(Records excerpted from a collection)
=== Begin Enclosure ===

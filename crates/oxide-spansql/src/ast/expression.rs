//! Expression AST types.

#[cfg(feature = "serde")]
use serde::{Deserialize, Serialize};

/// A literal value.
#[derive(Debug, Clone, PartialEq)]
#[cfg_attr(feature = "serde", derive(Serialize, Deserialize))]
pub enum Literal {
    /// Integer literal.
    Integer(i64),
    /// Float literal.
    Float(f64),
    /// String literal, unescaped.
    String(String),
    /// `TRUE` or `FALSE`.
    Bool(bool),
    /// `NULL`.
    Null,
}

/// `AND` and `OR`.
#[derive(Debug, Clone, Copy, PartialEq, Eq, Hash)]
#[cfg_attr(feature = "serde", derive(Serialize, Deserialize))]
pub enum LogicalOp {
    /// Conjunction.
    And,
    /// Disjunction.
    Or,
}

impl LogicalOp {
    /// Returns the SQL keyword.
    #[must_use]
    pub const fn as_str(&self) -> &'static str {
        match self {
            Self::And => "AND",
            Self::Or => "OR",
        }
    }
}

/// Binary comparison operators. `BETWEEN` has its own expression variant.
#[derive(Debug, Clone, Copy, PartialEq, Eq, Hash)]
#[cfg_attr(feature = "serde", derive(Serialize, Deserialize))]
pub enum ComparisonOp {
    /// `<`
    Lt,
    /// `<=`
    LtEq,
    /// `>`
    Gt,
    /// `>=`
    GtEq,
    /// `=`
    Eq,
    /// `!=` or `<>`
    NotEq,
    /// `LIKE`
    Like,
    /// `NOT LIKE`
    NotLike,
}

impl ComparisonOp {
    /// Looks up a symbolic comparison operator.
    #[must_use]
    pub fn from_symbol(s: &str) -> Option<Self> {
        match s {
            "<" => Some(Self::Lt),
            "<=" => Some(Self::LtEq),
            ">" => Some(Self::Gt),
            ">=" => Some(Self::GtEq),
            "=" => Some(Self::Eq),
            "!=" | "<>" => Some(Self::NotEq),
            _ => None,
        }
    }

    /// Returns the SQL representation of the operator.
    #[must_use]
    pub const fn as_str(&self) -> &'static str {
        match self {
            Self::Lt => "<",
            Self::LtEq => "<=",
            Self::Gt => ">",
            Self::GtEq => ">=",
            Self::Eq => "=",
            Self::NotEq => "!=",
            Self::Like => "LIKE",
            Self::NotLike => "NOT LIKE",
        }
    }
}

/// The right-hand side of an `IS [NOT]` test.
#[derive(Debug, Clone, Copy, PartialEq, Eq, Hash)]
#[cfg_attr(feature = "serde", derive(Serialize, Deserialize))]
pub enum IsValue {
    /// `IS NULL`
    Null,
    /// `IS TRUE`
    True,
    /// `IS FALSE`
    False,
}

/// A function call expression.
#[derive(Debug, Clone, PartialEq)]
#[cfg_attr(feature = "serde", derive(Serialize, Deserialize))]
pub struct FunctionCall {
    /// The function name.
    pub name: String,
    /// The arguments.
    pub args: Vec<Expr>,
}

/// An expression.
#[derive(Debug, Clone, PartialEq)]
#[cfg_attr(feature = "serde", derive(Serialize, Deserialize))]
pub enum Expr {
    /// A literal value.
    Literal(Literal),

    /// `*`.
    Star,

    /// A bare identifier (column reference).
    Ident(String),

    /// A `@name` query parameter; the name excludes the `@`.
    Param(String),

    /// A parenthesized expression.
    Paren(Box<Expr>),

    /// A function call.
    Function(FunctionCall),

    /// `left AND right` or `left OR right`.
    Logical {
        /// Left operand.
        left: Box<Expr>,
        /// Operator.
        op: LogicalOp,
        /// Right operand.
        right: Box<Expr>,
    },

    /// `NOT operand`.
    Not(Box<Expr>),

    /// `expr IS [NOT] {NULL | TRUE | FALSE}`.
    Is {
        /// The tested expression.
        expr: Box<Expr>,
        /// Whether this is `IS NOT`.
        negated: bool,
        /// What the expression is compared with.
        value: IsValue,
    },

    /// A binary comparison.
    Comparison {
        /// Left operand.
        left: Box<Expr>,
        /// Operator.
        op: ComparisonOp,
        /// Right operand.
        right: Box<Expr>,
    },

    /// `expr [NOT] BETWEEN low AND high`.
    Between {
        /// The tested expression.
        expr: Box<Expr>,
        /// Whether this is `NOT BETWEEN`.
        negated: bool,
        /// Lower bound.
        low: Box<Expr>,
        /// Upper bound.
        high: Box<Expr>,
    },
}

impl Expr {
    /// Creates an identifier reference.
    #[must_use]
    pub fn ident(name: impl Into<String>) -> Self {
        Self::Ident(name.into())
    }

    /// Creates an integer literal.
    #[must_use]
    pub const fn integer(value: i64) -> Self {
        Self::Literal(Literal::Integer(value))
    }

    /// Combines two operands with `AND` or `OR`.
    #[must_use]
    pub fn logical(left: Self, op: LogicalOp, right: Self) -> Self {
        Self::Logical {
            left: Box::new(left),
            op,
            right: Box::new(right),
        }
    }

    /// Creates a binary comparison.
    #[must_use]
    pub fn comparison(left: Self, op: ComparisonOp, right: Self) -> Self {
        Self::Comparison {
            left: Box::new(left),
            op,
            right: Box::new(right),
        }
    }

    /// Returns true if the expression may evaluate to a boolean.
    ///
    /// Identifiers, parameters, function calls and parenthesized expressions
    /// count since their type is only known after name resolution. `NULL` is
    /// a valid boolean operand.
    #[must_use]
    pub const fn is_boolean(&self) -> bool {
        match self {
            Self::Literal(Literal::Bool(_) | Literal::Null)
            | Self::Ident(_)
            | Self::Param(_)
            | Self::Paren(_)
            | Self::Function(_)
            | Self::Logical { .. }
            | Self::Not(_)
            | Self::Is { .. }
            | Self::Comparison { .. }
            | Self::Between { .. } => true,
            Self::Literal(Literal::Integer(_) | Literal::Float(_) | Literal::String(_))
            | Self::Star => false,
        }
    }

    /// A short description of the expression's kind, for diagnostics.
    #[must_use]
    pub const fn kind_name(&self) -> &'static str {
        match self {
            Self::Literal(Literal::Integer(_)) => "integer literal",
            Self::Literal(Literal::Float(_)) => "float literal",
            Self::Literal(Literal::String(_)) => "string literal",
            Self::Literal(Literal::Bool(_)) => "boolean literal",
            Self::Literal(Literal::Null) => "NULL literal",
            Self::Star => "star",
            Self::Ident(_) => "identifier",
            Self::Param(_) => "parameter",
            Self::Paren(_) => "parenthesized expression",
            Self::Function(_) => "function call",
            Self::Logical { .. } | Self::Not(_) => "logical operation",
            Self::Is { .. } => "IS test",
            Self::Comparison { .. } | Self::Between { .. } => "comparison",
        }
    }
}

=== End Enclosure ===

Description of the task =
Only the lines above that hold "reference" are wanted. Show every one of them.

Task answer =
    /// A bare identifier (column reference).
    /// Creates an identifier reference.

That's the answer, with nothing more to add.